Dask-CUDA
Dask-CUDA is a Python library providing utilities to facilitate interactions between Dask and NVIDIA CUDA-enabled GPUs. It extends `dask.distributed`'s `LocalCluster` and `Worker` to manage and deploy Dask workers efficiently on GPU systems. Key features include automatic instantiation of per-GPU workers, setting CPU affinity for optimal performance, and robust GPU memory management, including spilling to host memory. It is a core component of the RAPIDS suite for GPU-accelerated data science. The library maintains an active development status with regular releases, currently at version 26.4.0.
Common errors
-
KeyError: 'protocol ucx does not exist'
cause The `ucx` protocol for Dask `distributed` requires the `distributed-ucxx` package, and `UCX-Py` support was deprecated.fixInstall `distributed-ucxx` (e.g., `pip install distributed-ucxx`) and ensure your Dask configuration is updated to use the new package. -
CUDA_ERROR_OUT_OF_MEMORY: out of memory
cause GPU memory limits are exceeded during computation. This is common when not using RAPIDS Memory Manager (RMM) or when spilling is not enabled/configured properly.fixInitialize `LocalCUDACluster` with `rmm_pool_size` (e.g., `rmm_pool_size=0.9`) and `enable_cudf_spill=True` to leverage RMM for memory pooling and spill to host memory if necessary. -
dask.distributed.worker - WARNING - No NVIDIA devices detected
cause Dask workers are not detecting available GPUs, possibly due to `CUDA_VISIBLE_DEVICES` environment variable not being set correctly or NVIDIA drivers/CUDA Toolkit issues.fixEnsure NVIDIA drivers are installed and functional. If running on a multi-GPU system, explicitly set `CUDA_VISIBLE_DEVICES` in your environment or pass it to `LocalCUDACluster` (e.g., `LocalCUDACluster(CUDA_VISIBLE_DEVICES='0,1')`). -
AttributeError: 'DataFrame' object has no attribute 'cudf'
cause Attempting to use `dask-cudf` specific methods on a generic `dask.dataframe` without explicitly setting the backend to 'cudf'.fixSet `dask.config.set({"dataframe.backend": "cudf"})` after importing `dask` to instruct Dask DataFrame to use cuDF as its backend, provided `cudf` is installed.
Warnings
- breaking The `numba` package is no longer a direct dependency as of v26.04.00. While `numba-cuda` remains relevant for CUDA JIT compilation, direct usage or reliance on the base `numba` package within `dask-cuda` might lead to issues.
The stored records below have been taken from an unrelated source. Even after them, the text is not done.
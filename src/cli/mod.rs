//! Command surface of the terminal host: the one-shot `status` subcommand and
//! the interactive command loop.

use std::io::BufRead;
use std::path::Path;
use std::str::FromStr;
use std::thread;

use clap::Subcommand;
use serde_json::{Value, json};
use tokio::sync::mpsc;
use tracing::{error, info, warn};

use crate::backend::InstanceBackend;
use crate::clock::Clock;
use crate::controller::InstanceController;
use crate::countdown::format_remaining;
use crate::logging::{get_log_directory, most_recent_log};
use crate::modal::ModalControl;
use crate::poller::classify;
use crate::terminal::TerminalView;
use crate::types::{ActionOutcome, TaskContext, UiState};

const SCHEMA_VERSION: &str = "ctfd-instance.v1";

#[derive(Debug, Clone, Subcommand)]
pub enum RootCommand {
    /// Poll the backend once, print the instance state and exit.
    Status,
}

#[derive(Debug)]
struct CommandOutput {
    command: &'static str,
    data: Value,
    text: String,
}

#[derive(Debug)]
struct CliError {
    exit_code: i32,
    code: &'static str,
    message: String,
}

type CliResult<T> = Result<T, CliError>;

pub async fn run(
    backend: &dyn InstanceBackend,
    clock: &dyn Clock,
    context: &TaskContext,
    command: RootCommand,
    json_output: bool,
    quiet: bool,
) -> i32 {
    let result = match command {
        RootCommand::Status => status(backend, clock, context).await,
    };

    match result {
        Ok(output) => {
            print_success(output, context, json_output, quiet);
            0
        }
        Err(err) => {
            print_error(&err, json_output);
            err.exit_code
        }
    }
}

async fn status(
    backend: &dyn InstanceBackend,
    clock: &dyn Clock,
    context: &TaskContext,
) -> CliResult<CommandOutput> {
    let report = backend.fetch_status().await.map_err(|err| CliError {
        exit_code: 5,
        code: "BACKEND_ERROR",
        message: err.to_string(),
    })?;

    let state = classify(&report, &context.identifier);
    let now_ms = clock.now_epoch_millis();
    let remaining = state.record().and_then(|record| {
        format_remaining(record.expires_at_epoch_millis().saturating_sub(now_ms))
    });

    let data = json!({
        "state": state.as_str(),
        "instance": state.record(),
        "links": state.record().map(|record| record.links()).unwrap_or_default(),
        "remaining": remaining,
    });

    Ok(CommandOutput {
        command: "status",
        data,
        text: render_status_text(&state, remaining.as_deref()),
    })
}

fn render_status_text(state: &UiState, remaining: Option<&str>) -> String {
    let Some(record) = state.record() else {
        return state.as_str().to_string();
    };

    let mut lines = vec![format!(
        "{} {} ({}) expires in {}",
        state.as_str(),
        record.identifier,
        record.short_id(),
        remaining.unwrap_or("0:00")
    )];

    let rows = record
        .links()
        .into_iter()
        .enumerate()
        .map(|(index, link)| {
            vec![
                (index + 1).to_string(),
                link.address,
                link.protocol.unwrap_or_default(),
                link.url,
            ]
        })
        .collect::<Vec<_>>();
    if !rows.is_empty() {
        lines.push(render_text_table(&["#", "ADDRESS", "PROTO", "URL"], &rows));
    }

    lines.join("\n")
}

fn render_text_table(headers: &[&str], rows: &[Vec<String>]) -> String {
    let mut widths = headers
        .iter()
        .map(|header| header.chars().count())
        .collect::<Vec<_>>();

    for row in rows {
        for (index, cell) in row.iter().enumerate() {
            widths[index] = widths[index].max(cell.chars().count());
        }
    }

    let border = format!(
        "+{}+",
        widths
            .iter()
            .map(|width| "-".repeat(*width + 2))
            .collect::<Vec<_>>()
            .join("+")
    );
    let mut lines = vec![border.clone()];
    lines.push(format_row(headers.iter().copied(), &widths));
    lines.push(border.clone());
    for row in rows {
        lines.push(format_row(row.iter().map(String::as_str), &widths));
    }
    lines.push(border);
    lines.join("\n")
}

fn format_row<'a>(cells: impl Iterator<Item = &'a str>, widths: &[usize]) -> String {
    format!(
        "| {} |",
        cells
            .enumerate()
            .map(|(index, cell)| format!("{cell:<width$}", width = widths[index]))
            .collect::<Vec<_>>()
            .join(" | ")
    )
}

fn print_success(output: CommandOutput, context: &TaskContext, json_output: bool, quiet: bool) {
    if json_output {
        let payload = json!({
            "schema_version": SCHEMA_VERSION,
            "command": output.command,
            "task": context,
            "data": output.data
        });
        match serde_json::to_string_pretty(&payload) {
            Ok(value) => println!("{value}"),
            Err(_) => println!("{}", payload),
        }
        return;
    }

    if quiet {
        return;
    }

    println!("{}", output.text);
}

fn print_error(err: &CliError, json_output: bool) {
    error!(code = err.code, message = %err.message, "cli command failed");

    if json_output {
        let payload = json!({
            "schema_version": SCHEMA_VERSION,
            "error": {
                "code": err.code,
                "message": err.message
            }
        });
        match serde_json::to_string_pretty(&payload) {
            Ok(value) => eprintln!("{value}"),
            Err(_) => eprintln!("{}", payload),
        }
        return;
    }

    eprintln!("error[{}]: {}", err.code, err.message);
}

/// One line typed into the interactive session.
#[derive(Debug, Clone, Eq, PartialEq)]
pub enum InteractiveCommand {
    Start,
    Stop,
    Restart,
    Status,
    Confirm,
    Dismiss,
    Open(usize),
    Notify(String),
    Logs,
    Help,
    Quit,
}

impl FromStr for InteractiveCommand {
    type Err = String;

    fn from_str(line: &str) -> Result<Self, Self::Err> {
        let line = line.trim();
        let (verb, rest) = match line.split_once(char::is_whitespace) {
            Some((verb, rest)) => (verb, rest.trim()),
            None => (line, ""),
        };

        let command = match verb.to_ascii_lowercase().as_str() {
            "start" => Self::Start,
            "stop" => Self::Stop,
            "restart" => Self::Restart,
            "status" => Self::Status,
            "ok" => Self::Confirm,
            "dismiss" | "close" => Self::Dismiss,
            "open" => {
                let position = rest
                    .parse::<usize>()
                    .map_err(|_| format!("usage: open <n> (got '{rest}')"))?;
                Self::Open(position)
            }
            "notify" if !rest.is_empty() => Self::Notify(rest.to_string()),
            "notify" => return Err("usage: notify <text>".to_string()),
            "logs" => Self::Logs,
            "help" | "?" => Self::Help,
            "quit" | "exit" | "q" => Self::Quit,
            _ => return Err(format!("unknown command '{verb}'; type help")),
        };

        if !rest.is_empty() && !matches!(command, Self::Open(_) | Self::Notify(_)) {
            return Err(format!("'{verb}' takes no arguments"));
        }
        Ok(command)
    }
}

/// Forward stdin lines into `tx` from a dedicated thread.
pub fn spawn_stdin_reader(tx: mpsc::UnboundedSender<String>) {
    thread::spawn(move || {
        for line in std::io::stdin().lock().lines() {
            match line {
                Ok(line) => {
                    if tx.send(line).is_err() {
                        break;
                    }
                }
                Err(err) => {
                    warn!(error = %err, "failed to read stdin");
                    break;
                }
            }
        }
    });
}

/// Drive one task view until `quit` or end of input.
pub async fn run_interactive(controller: &InstanceController, view: &TerminalView) {
    view.set_visible(true);
    controller.activate().await;
    view.print_info("Type help for a list of commands.");

    loop {
        let Some(line) = view.input().lock().await.recv().await else {
            break;
        };
        if line.trim().is_empty() {
            continue;
        }

        match line.parse::<InteractiveCommand>() {
            Ok(InteractiveCommand::Quit) => break,
            Ok(command) => dispatch(controller, view, command).await,
            Err(message) => view.print_error(&message),
        }
    }

    view.set_visible(false);
    controller.deactivate();
}

async fn dispatch(controller: &InstanceController, view: &TerminalView, command: InteractiveCommand) {
    match command {
        InteractiveCommand::Start => report_outcome(view, controller.start_instance().await),
        InteractiveCommand::Restart => report_outcome(view, controller.restart_instance().await),
        InteractiveCommand::Stop => report_outcome(view, controller.stop_instance().await),
        InteractiveCommand::Status => view.print_status(&controller.state()),
        InteractiveCommand::Confirm => close_dialog(controller, view, ModalControl::Confirm),
        InteractiveCommand::Dismiss => close_dialog(controller, view, ModalControl::Dismiss),
        InteractiveCommand::Open(position) => match view.link(position) {
            Some(link) => {
                info!(url = %link.url, "opening connection link");
                if let Err(err) = open::that(&link.url) {
                    view.print_error(&format!("failed to open {}: {err}", link.url));
                }
            }
            None => view.print_error(&format!("no link {position}")),
        },
        InteractiveCommand::Notify(message) => view.push_notification(message),
        InteractiveCommand::Logs => {
            let dir = get_log_directory().ok();
            view.print_info(&latest_log_message(dir.as_deref()));
        }
        InteractiveCommand::Help => view.print_help(),
        InteractiveCommand::Quit => {}
    }
}

/// Path of the newest log file in `log_dir`, as shown by `logs`.
fn latest_log_message(log_dir: Option<&Path>) -> String {
    match log_dir.and_then(most_recent_log) {
        Some(path) => format!("Log file: {}", path.display()),
        None => "No log file yet.".to_string(),
    }
}

fn close_dialog(controller: &InstanceController, view: &TerminalView, control: ModalControl) {
    if !controller.close_modal(control) {
        view.print_info("No dialog is open.");
    }
}

fn report_outcome(view: &TerminalView, outcome: ActionOutcome) {
    if outcome == ActionOutcome::Declined {
        view.print_info("Stop cancelled.");
    }
}
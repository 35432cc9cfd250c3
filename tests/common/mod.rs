#![allow(dead_code)]

use std::collections::VecDeque;
use std::io::{self, Write};
use std::sync::atomic::{AtomicBool, AtomicUsize, Ordering};
use std::sync::{Arc, Mutex};
use std::time::Duration;

use async_trait::async_trait;

use ctfd_instance::backend::{BackendError, InstanceBackend};
use ctfd_instance::clock::Clock;
use ctfd_instance::controller::{ControllerConfig, ControllerDeps, InstanceController};
use ctfd_instance::modal::{ModalContent, ModalPresenter};
use ctfd_instance::types::{
    ActionReply, InstanceRecord, InstanceRequest, RegionId, StatusReport, TaskContext,
};
use ctfd_instance::view::{InstanceView, Panel};
use ctfd_instance::watcher::SolveSignalSource;

pub const ANCHOR_MS: i64 = 1_700_000_000_000;
pub const ANCHOR_SECS: i64 = ANCHOR_MS / 1000;

pub fn context() -> TaskContext {
    TaskContext::new("img-x", "Pwn1")
}

pub fn record(instance_id: &str, expires_in_secs: i64) -> InstanceRecord {
    InstanceRecord {
        identifier: "img-x".to_string(),
        instance_id: instance_id.to_string(),
        host: "10.0.0.5".to_string(),
        ports: vec!["1337/tcp".to_string(), "8080/tcp".to_string()],
        expires_at_epoch_seconds: ANCHOR_SECS + expires_in_secs,
    }
}

pub fn active(record: InstanceRecord) -> StatusReport {
    StatusReport {
        success: true,
        records: vec![record],
    }
}

pub fn empty() -> StatusReport {
    StatusReport {
        success: true,
        records: Vec::new(),
    }
}

pub fn rejected(message: Option<&str>) -> BackendError {
    BackendError::Rejected {
        status: Some(403),
        message: message.map(str::to_string),
    }
}

/// Scripted backend. Queued status answers are used first, then the
/// standing answer.
pub struct FakeBackend {
    queued: Mutex<VecDeque<(Duration, Result<StatusReport, BackendError>)>>,
    standing: Mutex<Result<StatusReport, BackendError>>,
    action: Mutex<Result<ActionReply, BackendError>>,
    status_calls: AtomicUsize,
    requests: Mutex<Vec<InstanceRequest>>,
}

impl Default for FakeBackend {
    fn default() -> Self {
        Self {
            queued: Mutex::new(VecDeque::new()),
            standing: Mutex::new(Ok(empty())),
            action: Mutex::new(Ok(ActionReply::default())),
            status_calls: AtomicUsize::new(0),
            requests: Mutex::new(Vec::new()),
        }
    }
}

impl FakeBackend {
    pub fn set_status(&self, report: StatusReport) {
        *self.standing.lock().expect("standing lock") = Ok(report);
    }

    pub fn queue_status(&self, delay: Duration, report: Result<StatusReport, BackendError>) {
        self.queued
            .lock()
            .expect("queued lock")
            .push_back((delay, report));
    }

    pub fn set_action(&self, result: Result<ActionReply, BackendError>) {
        *self.action.lock().expect("action lock") = result;
    }

    pub fn status_calls(&self) -> usize {
        self.status_calls.load(Ordering::SeqCst)
    }

    pub fn requests(&self) -> Vec<InstanceRequest> {
        self.requests.lock().expect("requests lock").clone()
    }
}

#[async_trait]
impl InstanceBackend for FakeBackend {
    async fn fetch_status(&self) -> Result<StatusReport, BackendError> {
        self.status_calls.fetch_add(1, Ordering::SeqCst);
        let queued = self.queued.lock().expect("queued lock").pop_front();
        let (delay, result) = match queued {
            Some(entry) => entry,
            None => (
                Duration::ZERO,
                self.standing.lock().expect("standing lock").clone(),
            ),
        };
        if !delay.is_zero() {
            tokio::time::sleep(delay).await;
        }
        result
    }

    async fn request_instance(
        &self,
        request: &InstanceRequest,
    ) -> Result<ActionReply, BackendError> {
        self.requests
            .lock()
            .expect("requests lock")
            .push(request.clone());
        self.action.lock().expect("action lock").clone()
    }
}

pub struct RecordingView {
    panels: Mutex<Vec<Panel>>,
    countdowns: Mutex<Vec<(RegionId, String)>>,
    prompts: Mutex<Vec<String>>,
    answer: AtomicBool,
}

impl Default for RecordingView {
    fn default() -> Self {
        Self {
            panels: Mutex::new(Vec::new()),
            countdowns: Mutex::new(Vec::new()),
            prompts: Mutex::new(Vec::new()),
            answer: AtomicBool::new(true),
        }
    }
}

impl RecordingView {
    pub fn answer(&self, yes: bool) {
        self.answer.store(yes, Ordering::SeqCst);
    }

    pub fn panels(&self) -> Vec<Panel> {
        self.panels.lock().expect("panels lock").clone()
    }

    pub fn last_panel(&self) -> Option<Panel> {
        self.panels().last().cloned()
    }

    pub fn countdowns(&self) -> Vec<(RegionId, String)> {
        self.countdowns.lock().expect("countdowns lock").clone()
    }

    pub fn prompts(&self) -> Vec<String> {
        self.prompts.lock().expect("prompts lock").clone()
    }
}

#[async_trait]
impl InstanceView for RecordingView {
    fn render(&self, panel: &Panel) {
        self.panels.lock().expect("panels lock").push(panel.clone());
    }

    fn render_countdown(&self, region: &RegionId, remaining: &str) {
        self.countdowns
            .lock()
            .expect("countdowns lock")
            .push((region.clone(), remaining.to_string()));
    }

    async fn confirm(&self, prompt: &str) -> bool {
        self.prompts
            .lock()
            .expect("prompts lock")
            .push(prompt.to_string());
        self.answer.load(Ordering::SeqCst)
    }
}

#[derive(Default)]
pub struct RecordingPresenter {
    mounted: AtomicUsize,
    presented: Mutex<Vec<ModalContent>>,
    hidden: AtomicUsize,
}

impl RecordingPresenter {
    pub fn mounted(&self) -> usize {
        self.mounted.load(Ordering::SeqCst)
    }

    pub fn presented(&self) -> Vec<ModalContent> {
        self.presented.lock().expect("presented lock").clone()
    }

    pub fn hidden(&self) -> usize {
        self.hidden.load(Ordering::SeqCst)
    }
}

impl ModalPresenter for RecordingPresenter {
    fn mount(&self) {
        self.mounted.fetch_add(1, Ordering::SeqCst);
    }

    fn present(&self, content: &ModalContent) {
        self.presented
            .lock()
            .expect("presented lock")
            .push(content.clone());
    }

    fn hide(&self) {
        self.hidden.fetch_add(1, Ordering::SeqCst);
    }
}

pub struct FakeSignal {
    visible: AtomicBool,
    notification: Mutex<Option<String>>,
}

impl Default for FakeSignal {
    fn default() -> Self {
        Self {
            visible: AtomicBool::new(true),
            notification: Mutex::new(None),
        }
    }
}

impl FakeSignal {
    pub fn notify(&self, message: &str) {
        *self.notification.lock().expect("notification lock") = Some(message.to_string());
    }

    pub fn set_visible(&self, visible: bool) {
        self.visible.store(visible, Ordering::SeqCst);
    }
}

impl SolveSignalSource for FakeSignal {
    fn view_visible(&self) -> bool {
        self.visible.load(Ordering::SeqCst)
    }

    fn latest_notification(&self) -> Option<String> {
        self.notification.lock().expect("notification lock").clone()
    }
}

/// Wall clock that advances with tokio's (paused) clock.
pub struct PausedClock {
    started: tokio::time::Instant,
}

impl PausedClock {
    pub fn new() -> Self {
        Self {
            started: tokio::time::Instant::now(),
        }
    }
}

impl Clock for PausedClock {
    fn now_epoch_millis(&self) -> i64 {
        ANCHOR_MS + self.started.elapsed().as_millis() as i64
    }
}

pub struct Harness {
    pub controller: InstanceController,
    pub backend: Arc<FakeBackend>,
    pub view: Arc<RecordingView>,
    pub presenter: Arc<RecordingPresenter>,
    pub signal: Arc<FakeSignal>,
}

pub fn harness(backend: FakeBackend) -> Harness {
    let backend = Arc::new(backend);
    let view = Arc::new(RecordingView::default());
    let presenter = Arc::new(RecordingPresenter::default());
    let signal = Arc::new(FakeSignal::default());

    let controller = InstanceController::new(
        context(),
        ControllerDeps {
            backend: backend.clone(),
            view: view.clone(),
            modal: presenter.clone(),
            solve_signal: signal.clone(),
            clock: Arc::new(PausedClock::new()),
        },
        ControllerConfig::default(),
    );

    Harness {
        controller,
        backend,
        view,
        presenter,
        signal,
    }
}

/// Let spawned tasks run without moving the paused clock.
pub async fn settle() {
    for _ in 0..8 {
        tokio::task::yield_now().await;
    }
}

#[derive(Clone, Default)]
pub struct SharedBuffer(Arc<Mutex<Vec<u8>>>);

impl SharedBuffer {
    pub fn contents(&self) -> String {
        String::from_utf8_lossy(&self.0.lock().expect("buffer lock")).to_string()
    }
}

impl Write for SharedBuffer {
    fn write(&mut self, buf: &[u8]) -> io::Result<usize> {
        self.0.lock().expect("buffer lock").extend_from_slice(buf);
        Ok(buf.len())
    }

    fn flush(&mut self) -> io::Result<()> {
        Ok(())
    }
}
- breaking Support for the `UCX-Py` library has been removed in favor of `distributed-ucxx` starting from v25.10.00. Direct use of `protocol='ucx'` may fail without the new `distributed-ucxx` package.
- breaking CUDA 11 support was removed from dependencies starting with v25.08.00. Users on CUDA 11 might experience compatibility issues or build failures.
- breaking Legacy `Dask-cuDF` handling was removed in v25.02.00a. Older patterns for integrating `dask-cudf` might no longer work as expected.
- gotcha When using `LocalCUDACluster` in a standalone Python script, it is crucial to enclose the cluster and client initialization within an `if __name__ == "__main__":` block. Failure to do so can lead to unexpected behavior, deadlocks, or errors related to subprocess spawning.
Install
-
pip install dask-cuda -
pip install 'dask-cuda[cu12]' # for CUDA 12 pip install 'dask-cuda[cu13]' # for CUDA 13 -
conda install -c rapidsai -c conda-forge dask-cuda cuda-version=13.1
Imports
- LocalCUDACluster
from dask_cuda import LocalCUDACluster
- Client
from dask.distributed import Client
Quickstart
import os
from dask_cuda import LocalCUDACluster
from dask.distributed import Client
if __name__ == "__main__":
# Recommended to run inside an if __name__ == "__main__": block
# Configure for 2 GPUs, 90% RMM pool size, and enable cuDF spilling
cluster = LocalCUDACluster(
CUDA_VISIBLE_DEVICES="0,1", # Example: use devices 0 and 1
rmm_pool_size=0.9, # Use 90% of GPU memory as a pool
enable_cudf_spill=True, # Enable spilling to host memory if needed
local_directory=os.environ.get('DASK_LOCAL_DIRECTORY', '/tmp/dask-cuda')
)
client = Client(cluster)
print(f"Dask-CUDA cluster dashboard link: {client.dashboard_link}")
# Your Dask-accelerated GPU computations go here
# For example, with dask-cudf:
# import dask.dataframe as dd
# import cudf
# dask.config.set({"dataframe.backend": "cudf"})
# ddf = dd.read_csv("my_gpu_data.csv")
# result = ddf.groupby("col").sum().compute()
client.close()
cluster.close()